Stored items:
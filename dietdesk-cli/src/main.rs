use clap::{Parser, Subcommand};
use std::path::PathBuf;
use tracing_subscriber::{layer::SubscriberExt, util::SubscriberInitExt};

mod commands;
mod config;

use commands::{CalendarCommand, ClientsCommand, ConfigCommand, PlanCommand};
use config::Config;

#[derive(Parser)]
#[command(name = "diet")]
#[command(version)]
#[command(about = "Schedule clients' meal plans on a calendar", long_about = None)]
struct Cli {
    /// Path to config file
    #[arg(long, short, global = true)]
    config: Option<PathBuf>,

    /// Log remote calls and updates to stderr
    #[arg(long, short, global = true)]
    verbose: bool,

    #[command(subcommand)]
    command: Option<Commands>,
}

#[derive(Subcommand)]
enum Commands {
    /// List clients
    Clients(ClientsCommand),

    /// Manage a client's meal plans
    Plan(PlanCommand),

    /// Assign and remove plans on a client's calendar
    Calendar(CalendarCommand),

    /// Manage configuration
    Config(ConfigCommand),
}

fn main() {
    if let Err(e) = run() {
        eprintln!("Error: {}", e);
        std::process::exit(1);
    }
}

fn run() -> Result<(), Box<dyn std::error::Error>> {
    let cli = Cli::parse();
    init_tracing(cli.verbose);

    let cli_config_path = cli.config.clone();
    let config = Config::load(cli.config)?;

    match &cli.command {
        Some(Commands::Clients(cmd)) => cmd.run(&config)?,
        Some(Commands::Plan(cmd)) => cmd.run(&config)?,
        Some(Commands::Calendar(cmd)) => cmd.run(&config)?,
        Some(Commands::Config(cmd)) => cmd.run(&config, cli_config_path)?,
        None => println!("Use --help to see available commands"),
    }

    Ok(())
}

fn init_tracing(verbose: bool) {
    let filter = if verbose {
        tracing_subscriber::EnvFilter::new("dietdesk_core=debug,dietdesk_cli=debug")
    } else {
        tracing_subscriber::EnvFilter::try_from_default_env()
            .unwrap_or_else(|_| "dietdesk_core=warn,dietdesk_cli=warn".into())
    };

    tracing_subscriber::registry()
        .with(filter)
        .with(tracing_subscriber::fmt::layer().with_writer(std::io::stderr))
        .init();
}
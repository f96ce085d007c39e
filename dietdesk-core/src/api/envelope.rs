//! The `{ success, message, data }` wrapper every endpoint responds with.

use reqwest::{Response, StatusCode};
use serde::de::DeserializeOwned;
use serde::Deserialize;

use super::error::ApiError;

#[derive(Debug, Deserialize)]
#[serde(rename_all = "camelCase")]
pub(crate) struct Envelope<T> {
    #[serde(default = "default_success")]
    pub success: bool,
    #[serde(default)]
    pub message: Option<String>,
    #[serde(
        alias = "clients",
        alias = "plans",
        alias = "plan",
        alias = "mealPlan",
        alias = "mealPlans"
    )]
    pub data: Option<T>,
}

fn default_success() -> bool {
    true
}

/// Reads a response, treating `success: false` like any other failure.
///
/// Returns the payload when the body carried one.
pub(crate) async fn read_envelope<T: DeserializeOwned>(
    response: Response,
) -> Result<Option<T>, ApiError> {
    let status = response.status();
    let body = response.text().await?;
    parse_envelope(status, &body)
}

pub(crate) fn parse_envelope<T: DeserializeOwned>(
    status: StatusCode,
    body: &str,
) -> Result<Option<T>, ApiError> {
    if !status.is_success() {
        let message = serde_json::from_str::<Envelope<serde_json::Value>>(body)
            .ok()
            .and_then(|e| e.message)
            .unwrap_or_else(|| {
                status
                    .canonical_reason()
                    .unwrap_or("Unknown error")
                    .to_string()
            });
        return Err(ApiError::Status {
            status: status.as_u16(),
            message,
        });
    }

    if body.trim().is_empty() {
        return Ok(None);
    }

    let envelope: Envelope<T> =
        serde_json::from_str(body).map_err(|e| ApiError::Decode(e.to_string()))?;

    if !envelope.success {
        return Err(ApiError::Rejected {
            message: envelope
                .message
                .unwrap_or_else(|| "Request failed".to_string()),
        });
    }

    Ok(envelope.data)
}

**Task brief**
Both end lines included, restate word for word the lines above from the line with "a client's calendar" to the line with "pub(crate) struct Envelope<T>", and nothing else.

**Solved exercise**
    /// Assign and remove plans on a client's calendar
    Calendar(CalendarCommand),

    /// Manage configuration
    Config(ConfigCommand),
}

fn main() {
    if let Err(e) = run() {
        eprintln!("Error: {}", e);
        std::process::exit(1);
    }
}

fn run() -> Result<(), Box<dyn std::error::Error>> {
    let cli = Cli::parse();
    init_tracing(cli.verbose);

    let cli_config_path = cli.config.clone();
    let config = Config::load(cli.config)?;

    match &cli.command {
        Some(Commands::Clients(cmd)) => cmd.run(&config)?,
        Some(Commands::Plan(cmd)) => cmd.run(&config)?,
        Some(Commands::Calendar(cmd)) => cmd.run(&config)?,
        Some(Commands::Config(cmd)) => cmd.run(&config, cli_config_path)?,
        None => println!("Use --help to see available commands"),
    }

    Ok(())
}

fn init_tracing(verbose: bool) {
    let filter = if verbose {
        tracing_subscriber::EnvFilter::new("dietdesk_core=debug,dietdesk_cli=debug")
    } else {
        tracing_subscriber::EnvFilter::try_from_default_env()
            .unwrap_or_else(|_| "dietdesk_core=warn,dietdesk_cli=warn".into())
    };

    tracing_subscriber::registry()
        .with(filter)
        .with(tracing_subscriber::fmt::layer().with_writer(std::io::stderr))
        .init();
}
repository f96ce085d007c39e
filename dietdesk-core/src/api/envelope.rs
//! The `{ success, message, data }` wrapper every endpoint responds with.

use reqwest::{Response, StatusCode};
use serde::de::DeserializeOwned;
use serde::Deserialize;

use super::error::ApiError;

#[derive(Debug, Deserialize)]
#[serde(rename_all = "camelCase")]
pub(crate) struct Envelope<T> {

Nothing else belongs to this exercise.